■ RECORDS SHOWN
* * *

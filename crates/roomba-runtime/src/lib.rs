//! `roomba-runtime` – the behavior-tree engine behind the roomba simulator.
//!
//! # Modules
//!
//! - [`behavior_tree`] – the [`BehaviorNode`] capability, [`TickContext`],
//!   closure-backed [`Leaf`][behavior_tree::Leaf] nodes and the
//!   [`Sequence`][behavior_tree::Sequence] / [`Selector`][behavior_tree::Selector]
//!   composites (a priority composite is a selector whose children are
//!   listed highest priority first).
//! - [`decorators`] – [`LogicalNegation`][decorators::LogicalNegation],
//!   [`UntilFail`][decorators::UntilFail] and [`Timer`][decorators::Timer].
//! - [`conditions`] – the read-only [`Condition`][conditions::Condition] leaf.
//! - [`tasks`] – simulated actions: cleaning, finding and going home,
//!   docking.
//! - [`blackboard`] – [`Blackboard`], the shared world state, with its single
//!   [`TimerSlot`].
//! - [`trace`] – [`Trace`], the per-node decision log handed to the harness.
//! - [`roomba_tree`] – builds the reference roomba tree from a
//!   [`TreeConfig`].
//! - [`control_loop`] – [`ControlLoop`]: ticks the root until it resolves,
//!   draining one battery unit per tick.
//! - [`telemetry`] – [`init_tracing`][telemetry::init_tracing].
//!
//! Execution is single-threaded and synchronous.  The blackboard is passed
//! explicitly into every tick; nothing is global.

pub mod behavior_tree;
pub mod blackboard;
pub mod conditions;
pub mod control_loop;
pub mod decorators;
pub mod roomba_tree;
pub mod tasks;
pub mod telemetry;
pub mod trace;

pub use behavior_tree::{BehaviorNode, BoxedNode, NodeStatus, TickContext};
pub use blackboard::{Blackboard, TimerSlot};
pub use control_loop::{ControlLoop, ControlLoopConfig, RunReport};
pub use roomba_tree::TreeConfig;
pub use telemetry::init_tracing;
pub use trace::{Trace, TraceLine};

* * *

■ PROBLEM DESCRIPTION
A verbatim copy of the listing is needed.

■ RESPONSE AREA
filename crates/roomba-runtime/src/lib.rs
//! `roomba-runtime` – the behavior-tree engine behind the roomba simulator.
//!
//! # Modules
//!
//! - [`behavior_tree`] – the [`BehaviorNode`] capability, [`TickContext`],
//!   closure-backed [`Leaf`][behavior_tree::Leaf] nodes and the
//!   [`Sequence`][behavior_tree::Sequence] / [`Selector`][behavior_tree::Selector]
//!   composites (a priority composite is a selector whose children are
//!   listed highest priority first).
//! - [`decorators`] – [`LogicalNegation`][decorators::LogicalNegation],
//!   [`UntilFail`][decorators::UntilFail] and [`Timer`][decorators::Timer].
//! - [`conditions`] – the read-only [`Condition`][conditions::Condition] leaf.
//! - [`tasks`] – simulated actions: cleaning, finding and going home,
//!   docking.
//! - [`blackboard`] – [`Blackboard`], the shared world state, with its single
//!   [`TimerSlot`].
//! - [`trace`] – [`Trace`], the per-node decision log handed to the harness.
//! - [`roomba_tree`] – builds the reference roomba tree from a
//!   [`TreeConfig`].
//! - [`control_loop`] – [`ControlLoop`]: ticks the root until it resolves,
//!   draining one battery unit per tick.
//! - [`telemetry`] – [`init_tracing`][telemetry::init_tracing].
//!
//! Execution is single-threaded and synchronous.  The blackboard is passed
//! explicitly into every tick; nothing is global.

pub mod behavior_tree;
pub mod blackboard;
pub mod conditions;
pub mod control_loop;
pub mod decorators;
pub mod roomba_tree;
pub mod tasks;
pub mod telemetry;
pub mod trace;

pub use behavior_tree::{BehaviorNode, BoxedNode, NodeStatus, TickContext};
pub use blackboard::{Blackboard, TimerSlot};
pub use control_loop::{ControlLoop, ControlLoopConfig, RunReport};
pub use roomba_tree::TreeConfig;
pub use telemetry::init_tracing;
pub use trace::{Trace, TraceLine};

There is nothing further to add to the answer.